▶ What to do
The whole listing below needs to be retyped without a single change.

▶ Entries shown
┌──

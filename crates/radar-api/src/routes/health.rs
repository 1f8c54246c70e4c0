//! 헬스 체크 endpoint.
//!
//! 로드밸런서 liveness/readiness probe용 엔드포인트입니다.

use axum::{extract::State, http::StatusCode, response::IntoResponse, routing::get, Json, Router};
use radar_data::CacheStats;
use serde::{Deserialize, Serialize};
use std::sync::Arc;
use utoipa::ToSchema;

use crate::state::AppState;

/// 헬스 체크 응답 구조체.
#[derive(Debug, Serialize, Deserialize, ToSchema)]
pub struct HealthResponse {
    /// 전체 서비스 상태 ("healthy")
    pub status: String,

    /// API 버전
    pub version: String,

    /// 서버 업타임(초)
    pub uptime_secs: i64,

    /// 현재 시간 (ISO 8601)
    pub timestamp: String,

    /// 데이터 Provider 상태
    pub provider: ComponentStatus,

    /// 응답 캐시 통계
    #[schema(value_type = Object)]
    pub cache: CacheStats,
}

/// 컴포넌트 상태.
#[derive(Debug, Serialize, Deserialize, ToSchema)]
pub struct ComponentStatus {
    /// 상태 ("up" | "down")
    pub status: String,

    /// 추가 정보 (선택적)
    #[serde(skip_serializing_if = "Option::is_none")]
    pub message: Option<String>,
}

impl ComponentStatus {
    /// 정보 포함 정상 상태.
    pub fn up_with_info(message: impl Into<String>) -> Self {
        Self {
            status: "up".to_string(),
            message: Some(message.into()),
        }
    }
}

/// 간단한 헬스 체크 (liveness probe용).
#[utoipa::path(
    get,
    path = "/health",
    tag = "health",
    responses((status = 200, description = "서버 응답 가능", body = String))
)]
pub async fn health_check() -> impl IntoResponse {
    (StatusCode::OK, "OK")
}

/// 상세 헬스 체크 (readiness probe용).
///
/// 외부 의존성이 없으므로 항상 healthy이며, Provider 구성과 캐시 통계를 함께 반환합니다.
#[utoipa::path(
    get,
    path = "/health/ready",
    tag = "health",
    responses((status = 200, description = "상세 상태", body = HealthResponse))
)]
pub async fn health_ready(State(state): State<Arc<AppState>>) -> impl IntoResponse {
    let response = HealthResponse {
        status: "healthy".to_string(),
        version: state.version.clone(),
        uptime_secs: state.uptime_secs(),
        timestamp: chrono::Utc::now().to_rfc3339(),
        provider: ComponentStatus::up_with_info(state.radar.provider_mode()),
        cache: state.radar.cache_stats(),
    };

    (StatusCode::OK, Json(response))
}

/// 헬스 체크 라우터 생성.
pub fn health_router() -> Router<Arc<AppState>> {
    Router::new()
        .route("/", get(health_check))
        .route("/ready", get(health_ready))
}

└──

▶ Answer for this exercise
filename crates/radar-api/src/routes/health.rs
repository 1f8c54246c70e4c0
//! 헬스 체크 endpoint.
//!
//! 로드밸런서 liveness/readiness probe용 엔드포인트입니다.

use axum::{extract::State, http::StatusCode, response::IntoResponse, routing::get, Json, Router};
use radar_data::CacheStats;
use serde::{Deserialize, Serialize};
use std::sync::Arc;
use utoipa::ToSchema;

use crate::state::AppState;

/// 헬스 체크 응답 구조체.
#[derive(Debug, Serialize, Deserialize, ToSchema)]
pub struct HealthResponse {
    /// 전체 서비스 상태 ("healthy")
    pub status: String,

    /// API 버전
    pub version: String,

    /// 서버 업타임(초)
    pub uptime_secs: i64,

    /// 현재 시간 (ISO 8601)
    pub timestamp: String,

    /// 데이터 Provider 상태
    pub provider: ComponentStatus,

    /// 응답 캐시 통계
    #[schema(value_type = Object)]
    pub cache: CacheStats,
}

/// 컴포넌트 상태.
#[derive(Debug, Serialize, Deserialize, ToSchema)]
pub struct ComponentStatus {
    /// 상태 ("up" | "down")
    pub status: String,

    /// 추가 정보 (선택적)
    #[serde(skip_serializing_if = "Option::is_none")]
    pub message: Option<String>,
}

impl ComponentStatus {
    /// 정보 포함 정상 상태.
    pub fn up_with_info(message: impl Into<String>) -> Self {
        Self {
            status: "up".to_string(),
            message: Some(message.into()),
        }
    }
}

/// 간단한 헬스 체크 (liveness probe용).
#[utoipa::path(
    get,
    path = "/health",
    tag = "health",
    responses((status = 200, description = "서버 응답 가능", body = String))
)]
pub async fn health_check() -> impl IntoResponse {
    (StatusCode::OK, "OK")
}

/// 상세 헬스 체크 (readiness probe용).
///
/// 외부 의존성이 없으므로 항상 healthy이며, Provider 구성과 캐시 통계를 함께 반환합니다.
#[utoipa::path(
    get,
    path = "/health/ready",
    tag = "health",
    responses((status = 200, description = "상세 상태", body = HealthResponse))
)]
pub async fn health_ready(State(state): State<Arc<AppState>>) -> impl IntoResponse {
    let response = HealthResponse {
        status: "healthy".to_string(),
        version: state.version.clone(),
        uptime_secs: state.uptime_secs(),
        timestamp: chrono::Utc::now().to_rfc3339(),
        provider: ComponentStatus::up_with_info(state.radar.provider_mode()),
        cache: state.radar.cache_stats(),
    };

    (StatusCode::OK, Json(response))
}

/// 헬스 체크 라우터 생성.
pub fn health_router() -> Router<Arc<AppState>> {
    Router::new()
        .route("/", get(health_check))
        .route("/ready", get(health_ready))
}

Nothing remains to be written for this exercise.